[[ Data shown, beginning ]]

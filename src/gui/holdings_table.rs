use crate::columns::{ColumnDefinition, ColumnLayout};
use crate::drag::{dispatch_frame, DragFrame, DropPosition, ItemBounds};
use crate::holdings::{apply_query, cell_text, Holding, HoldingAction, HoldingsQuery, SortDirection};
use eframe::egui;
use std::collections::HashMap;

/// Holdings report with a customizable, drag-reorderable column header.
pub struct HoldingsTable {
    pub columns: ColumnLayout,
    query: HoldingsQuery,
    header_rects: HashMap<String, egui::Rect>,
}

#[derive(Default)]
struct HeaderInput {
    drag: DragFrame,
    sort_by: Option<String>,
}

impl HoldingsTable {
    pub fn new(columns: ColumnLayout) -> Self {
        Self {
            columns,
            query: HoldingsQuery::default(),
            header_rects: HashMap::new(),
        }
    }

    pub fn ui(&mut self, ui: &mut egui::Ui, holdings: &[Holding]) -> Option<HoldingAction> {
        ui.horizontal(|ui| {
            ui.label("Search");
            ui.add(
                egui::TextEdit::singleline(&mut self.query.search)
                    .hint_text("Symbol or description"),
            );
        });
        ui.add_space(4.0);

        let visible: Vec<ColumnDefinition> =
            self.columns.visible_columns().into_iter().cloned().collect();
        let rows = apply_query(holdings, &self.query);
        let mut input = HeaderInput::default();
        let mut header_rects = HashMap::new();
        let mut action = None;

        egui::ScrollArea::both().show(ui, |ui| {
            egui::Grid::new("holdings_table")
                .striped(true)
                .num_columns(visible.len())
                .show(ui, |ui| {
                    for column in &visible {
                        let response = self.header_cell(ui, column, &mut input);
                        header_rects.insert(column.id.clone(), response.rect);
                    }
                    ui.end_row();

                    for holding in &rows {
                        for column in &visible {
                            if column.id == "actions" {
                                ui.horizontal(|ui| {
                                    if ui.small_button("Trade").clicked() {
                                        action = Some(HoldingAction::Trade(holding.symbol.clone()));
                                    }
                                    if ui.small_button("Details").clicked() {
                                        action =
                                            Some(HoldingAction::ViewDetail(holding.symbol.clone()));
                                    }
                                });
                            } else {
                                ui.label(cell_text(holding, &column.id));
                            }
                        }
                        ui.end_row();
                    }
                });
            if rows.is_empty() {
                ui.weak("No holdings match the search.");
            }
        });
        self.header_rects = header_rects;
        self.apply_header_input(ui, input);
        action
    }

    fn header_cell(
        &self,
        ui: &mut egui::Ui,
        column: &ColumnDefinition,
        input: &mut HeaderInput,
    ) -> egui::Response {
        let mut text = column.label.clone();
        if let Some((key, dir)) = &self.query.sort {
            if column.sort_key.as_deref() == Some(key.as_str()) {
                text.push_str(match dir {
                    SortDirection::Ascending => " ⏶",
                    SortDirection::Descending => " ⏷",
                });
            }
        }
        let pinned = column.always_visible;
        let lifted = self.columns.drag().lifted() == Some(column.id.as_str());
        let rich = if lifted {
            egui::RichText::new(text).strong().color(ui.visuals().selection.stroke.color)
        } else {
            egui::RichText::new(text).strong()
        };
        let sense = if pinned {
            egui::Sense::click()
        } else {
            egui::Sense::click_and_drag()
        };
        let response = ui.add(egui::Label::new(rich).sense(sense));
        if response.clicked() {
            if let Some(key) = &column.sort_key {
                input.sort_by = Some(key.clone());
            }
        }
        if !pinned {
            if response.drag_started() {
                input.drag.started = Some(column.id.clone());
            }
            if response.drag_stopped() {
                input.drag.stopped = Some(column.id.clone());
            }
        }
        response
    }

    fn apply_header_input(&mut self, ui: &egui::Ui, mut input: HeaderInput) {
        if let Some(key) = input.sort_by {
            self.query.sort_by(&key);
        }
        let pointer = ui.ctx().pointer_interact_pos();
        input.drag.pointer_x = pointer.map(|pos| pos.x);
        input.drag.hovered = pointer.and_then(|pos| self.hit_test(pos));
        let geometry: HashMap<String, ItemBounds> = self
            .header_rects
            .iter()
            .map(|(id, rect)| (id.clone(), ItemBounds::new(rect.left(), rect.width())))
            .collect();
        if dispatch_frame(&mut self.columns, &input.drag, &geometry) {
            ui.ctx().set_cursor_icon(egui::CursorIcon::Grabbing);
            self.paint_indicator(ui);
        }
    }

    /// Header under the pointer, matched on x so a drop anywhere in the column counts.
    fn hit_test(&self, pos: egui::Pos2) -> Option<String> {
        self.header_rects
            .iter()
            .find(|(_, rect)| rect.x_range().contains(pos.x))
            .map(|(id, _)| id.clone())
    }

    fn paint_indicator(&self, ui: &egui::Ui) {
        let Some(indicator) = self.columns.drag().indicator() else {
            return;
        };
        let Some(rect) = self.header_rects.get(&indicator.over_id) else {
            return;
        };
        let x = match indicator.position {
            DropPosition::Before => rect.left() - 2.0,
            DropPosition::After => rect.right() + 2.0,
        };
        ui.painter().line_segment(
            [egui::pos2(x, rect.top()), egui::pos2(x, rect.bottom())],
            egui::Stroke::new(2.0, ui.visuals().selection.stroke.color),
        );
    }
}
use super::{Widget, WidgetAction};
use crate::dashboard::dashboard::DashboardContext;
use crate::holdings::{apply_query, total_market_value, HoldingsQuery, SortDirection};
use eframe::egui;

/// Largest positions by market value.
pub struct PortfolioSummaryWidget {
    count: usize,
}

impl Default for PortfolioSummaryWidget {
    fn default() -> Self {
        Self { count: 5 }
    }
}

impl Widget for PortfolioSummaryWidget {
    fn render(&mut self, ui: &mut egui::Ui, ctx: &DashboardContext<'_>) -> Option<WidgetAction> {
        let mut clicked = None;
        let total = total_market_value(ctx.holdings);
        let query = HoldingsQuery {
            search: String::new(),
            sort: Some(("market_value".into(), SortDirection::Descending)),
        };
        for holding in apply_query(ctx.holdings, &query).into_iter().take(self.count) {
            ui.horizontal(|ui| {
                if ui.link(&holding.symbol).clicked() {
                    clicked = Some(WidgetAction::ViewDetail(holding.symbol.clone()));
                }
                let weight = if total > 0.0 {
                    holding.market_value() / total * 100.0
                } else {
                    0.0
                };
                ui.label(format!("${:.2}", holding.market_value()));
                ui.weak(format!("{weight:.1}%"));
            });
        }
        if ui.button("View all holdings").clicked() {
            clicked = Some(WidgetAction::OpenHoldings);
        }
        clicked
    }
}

[[ Data shown, end ]]
[[ Data shown, beginning ]]

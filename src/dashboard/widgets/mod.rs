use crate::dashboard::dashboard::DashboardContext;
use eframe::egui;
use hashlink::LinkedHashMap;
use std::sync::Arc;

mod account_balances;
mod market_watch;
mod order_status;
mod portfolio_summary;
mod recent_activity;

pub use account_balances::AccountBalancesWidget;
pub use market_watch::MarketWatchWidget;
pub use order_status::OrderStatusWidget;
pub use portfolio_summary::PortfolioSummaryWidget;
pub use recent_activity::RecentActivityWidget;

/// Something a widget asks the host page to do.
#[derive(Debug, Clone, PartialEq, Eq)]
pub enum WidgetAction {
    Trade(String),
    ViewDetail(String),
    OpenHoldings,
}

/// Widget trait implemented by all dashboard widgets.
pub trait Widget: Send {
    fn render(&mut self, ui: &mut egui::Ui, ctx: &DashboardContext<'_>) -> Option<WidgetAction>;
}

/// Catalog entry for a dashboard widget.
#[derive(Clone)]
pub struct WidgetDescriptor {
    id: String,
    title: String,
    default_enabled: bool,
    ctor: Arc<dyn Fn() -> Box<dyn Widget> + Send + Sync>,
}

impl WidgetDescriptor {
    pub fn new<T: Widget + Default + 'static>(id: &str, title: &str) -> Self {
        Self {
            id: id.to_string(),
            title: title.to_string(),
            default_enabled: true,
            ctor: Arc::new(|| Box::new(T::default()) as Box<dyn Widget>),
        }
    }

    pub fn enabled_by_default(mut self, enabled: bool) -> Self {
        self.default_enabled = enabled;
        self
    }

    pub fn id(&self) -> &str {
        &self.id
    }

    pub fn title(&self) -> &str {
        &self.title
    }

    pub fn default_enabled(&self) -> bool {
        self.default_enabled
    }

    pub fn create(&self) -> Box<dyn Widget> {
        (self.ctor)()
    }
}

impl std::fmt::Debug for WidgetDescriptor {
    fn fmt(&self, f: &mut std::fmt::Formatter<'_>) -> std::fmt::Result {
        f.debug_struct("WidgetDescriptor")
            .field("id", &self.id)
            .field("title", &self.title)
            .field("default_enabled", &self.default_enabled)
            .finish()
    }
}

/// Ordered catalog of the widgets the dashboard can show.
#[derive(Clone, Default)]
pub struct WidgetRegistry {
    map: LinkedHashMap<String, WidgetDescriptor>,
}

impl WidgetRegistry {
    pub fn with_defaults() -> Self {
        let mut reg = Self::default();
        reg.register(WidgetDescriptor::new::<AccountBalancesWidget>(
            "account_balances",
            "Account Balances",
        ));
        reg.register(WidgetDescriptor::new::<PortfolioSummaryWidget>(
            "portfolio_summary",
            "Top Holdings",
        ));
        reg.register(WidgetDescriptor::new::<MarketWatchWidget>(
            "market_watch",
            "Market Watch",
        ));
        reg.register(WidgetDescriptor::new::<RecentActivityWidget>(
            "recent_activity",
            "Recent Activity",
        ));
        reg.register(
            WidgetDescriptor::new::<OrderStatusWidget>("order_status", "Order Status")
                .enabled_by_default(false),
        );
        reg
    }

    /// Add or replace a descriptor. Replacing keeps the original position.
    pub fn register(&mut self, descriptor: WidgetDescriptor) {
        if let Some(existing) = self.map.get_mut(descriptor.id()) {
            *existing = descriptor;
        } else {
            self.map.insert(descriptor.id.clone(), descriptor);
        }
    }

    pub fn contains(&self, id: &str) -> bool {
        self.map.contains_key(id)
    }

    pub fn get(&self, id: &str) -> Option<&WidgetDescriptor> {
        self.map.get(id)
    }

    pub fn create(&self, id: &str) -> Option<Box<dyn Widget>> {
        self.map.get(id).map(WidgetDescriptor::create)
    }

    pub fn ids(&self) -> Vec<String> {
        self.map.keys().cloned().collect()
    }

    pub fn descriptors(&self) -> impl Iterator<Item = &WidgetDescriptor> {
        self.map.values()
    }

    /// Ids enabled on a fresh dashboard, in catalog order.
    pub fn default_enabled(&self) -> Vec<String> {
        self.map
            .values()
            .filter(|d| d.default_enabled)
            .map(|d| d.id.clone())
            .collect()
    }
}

[[ Data shown, end ]]

Assignment — Only the count should be given: the number of lines in the entries above containing the word "OrderStatusWidget".

Written answer — 2